My little one has been home all week this week with a chest cold and fever. Her little head is hot and feverish, her chest is full of gunk, coughing is agony and her little throat is sore. This means two things in my world: a) Puddin’ is sore, cranky and demanding. It doesn’t matter that I’m sick with the same bug and feel like a truck ran over my face, what matters is that I crutch my way to wherever she is; ready, willing and able to do her bidding. B) Due to her sickness, and relative crankiness etc. I’m unable to leave my home for any reason short of it bursting into flames. So, this whole week has sort of been a child imposed prison sentence, the phone and my computer remain my only methods of contact with the outside world.
I wonder who will be Prime Minister when I am finally released?? When you are a Mother, there is equivocally nothing worse in this world than your child being sick. You waver between being willing to sacrifice your left arm for the return of your child's health, and wanting to beat that same child into submission with a large stick to quiet their constant demands. So far this week, this damn chest infection has screwed up my appointments to get our eyeballs checked, and my visit to the hospital to get x-rays done!! On top of all this, I am almost positive that this lovely wee chest virus left behind an ear infection as a sweet reminder of our time together. However, despite my fatigue and general “I feel like shit” motif, I am required to wait on Puddin’ hand and foot because she has also contracted this virus. Remember those good ole’ days when Puddin’ went to school for a few hours, leaving me to general peace and harmony? I long for those days now, yet they seem so far away now...a beautiful dream I can't quite recapture...

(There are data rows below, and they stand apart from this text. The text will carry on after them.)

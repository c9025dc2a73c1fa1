/// Verification challenge database operations
use sqlx::PgPool;
use uuid::Uuid;

use crate::error::Result;
use crate::models::{ChallengePurpose, Verification};

/// Persist a freshly issued challenge, replacing any prior live one for the
/// same (user, purpose). Delete and insert run in one transaction so two
/// concurrent issuances can never leave two live codes.
pub async fn replace(
    pool: &PgPool,
    user_id: Uuid,
    jti: &str,
    token_fingerprint: &str,
    otp_code: u32,
    purpose: ChallengePurpose,
) -> Result<()> {
    let mut tx = pool.begin().await?;

    sqlx::query("DELETE FROM verifications WHERE user_id = $1 AND purpose = $2")
        .bind(user_id)
        .bind(purpose.as_str())
        .execute(&mut *tx)
        .await?;

    sqlx::query(
        r#"
        INSERT INTO verifications (id, user_id, token_fingerprint, otp_code, purpose)
        VALUES ($1, $2, $3, $4, $5)
        "#,
    )
    .bind(jti)
    .bind(user_id)
    .bind(token_fingerprint)
    .bind(otp_code as i32)
    .bind(purpose.as_str())
    .execute(&mut *tx)
    .await?;

    tx.commit().await?;

    Ok(())
}

/// Look up a challenge by the token's jti and owning user.
pub async fn find(pool: &PgPool, jti: &str, user_id: Uuid) -> Result<Option<Verification>> {
    let verification = sqlx::query_as::<_, Verification>(
        r#"
        SELECT id, user_id, token_fingerprint, otp_code, purpose, created_at
        FROM verifications
        WHERE id = $1 AND user_id = $2
        "#,
    )
    .bind(jti)
    .bind(user_id)
    .fetch_optional(pool)
    .await?;

    Ok(verification)
}

/// Consume (or clean up) a challenge. Returns whether a row was deleted, so
/// a raced double-consume is detectable.
pub async fn delete(pool: &PgPool, jti: &str) -> Result<bool> {
    let result = sqlx::query("DELETE FROM verifications WHERE id = $1")
        .bind(jti)
        .execute(pool)
        .await?;

    Ok(result.rows_affected() > 0)
}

If she’s not better by tomorrow, we are going to have to make a wee trip to the doctor. I hate to do it, especially now that “they” are warning so strongly against giving your little ones too many antibiotics. I'm beginning to realize, however, that because, other than this stupid inner ear infection, this virus cleared up for me, I may have been a titch overconfident that the same would happen for Puddin'. Unlike my flu-bug, her virus taunts us, holding back enough to give us hope that it’s clearing up, only to flare up again the next day, smiling viciously and waggling its tongue rudely. Personally, I think a round of antibiotics may be in order just to show that cheeky virus whose boss round these parts!!

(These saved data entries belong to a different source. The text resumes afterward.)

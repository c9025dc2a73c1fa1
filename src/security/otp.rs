/// One-time passcodes
use rand::Rng;

pub const OTP_MIN: u32 = 1000;
pub const OTP_MAX: u32 = 9999;

/// Draw a uniformly random 4-digit code. The generator is a parameter so
/// flows use `thread_rng` and tests a seeded one.
pub fn generate_code<R: Rng>(rng: &mut R) -> u32 {
    rng.gen_range(OTP_MIN..=OTP_MAX)
}

#[cfg(test)]
mod tests {
    use super::*;
    use rand::{rngs::StdRng, SeedableRng};

    #[test]
    fn codes_stay_in_range() {
        let mut rng = rand::thread_rng();
        for _ in 0..10_000 {
            let code = generate_code(&mut rng);
            assert!((OTP_MIN..=OTP_MAX).contains(&code));
        }
    }

    #[test]
    fn seeded_generator_is_deterministic() {
        let a = generate_code(&mut StdRng::seed_from_u64(42));
        let b = generate_code(&mut StdRng::seed_from_u64(42));
        assert_eq!(a, b);
    }
}
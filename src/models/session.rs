/// Session model
use chrono::{DateTime, Utc};
use serde::{Deserialize, Serialize};
use sqlx::FromRow;
use uuid::Uuid;

/// One live access token. `id` is the token's jti; the raw token is never
/// stored, only its SHA-256 fingerprint.
#[derive(Debug, Clone, Serialize, Deserialize, FromRow)]
pub struct Session {
    pub id: String,
    pub user_id: Uuid,
    pub token_fingerprint: String,
    pub created_at: DateTime<Utc>,
}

My poor darling is hanging in there, lying listlessly on the couch demanding I get her cold beverages and soups. Failure to give in to these demands, or meet them in a timely fashion, results in Puddin’ throwing her body around the couch as though she’s having an epileptic fit and emitting high pitched squeaks of anger. (Squeaking being her only method of communication since losing her voice yesterday.) I, for one, am fast growing weary of being the servant; especially given I suffered all the same symptoms up to two days ago!! My only solace really, is that now I am at the tail-end of this cheeky bug, where Puddin’ is still right in the trenches with hers. This means, in all likelihood, she will remain home for the week, and I will remain her hostage...er...faithful Mama for at least a couple more days.
The other day a friend of mine asked me sincerely why I looked as though I hadn’t slept in weeks. Perhaps this is, in part, due to the fact that when Puddin’ is sick, I allow her to sleep in my bed. Nothing could be more fun for the both of us. She sleeps quite peacefully whilst I get treated to slaps in the face, and little toes in the most inappropriate and painful of places. One day, I shall learn how to say “no” when I am facing demands from a runny nosed little person whom, for reasons known only to the God’s themselves, I cannot deny a damned thing to save my very soul.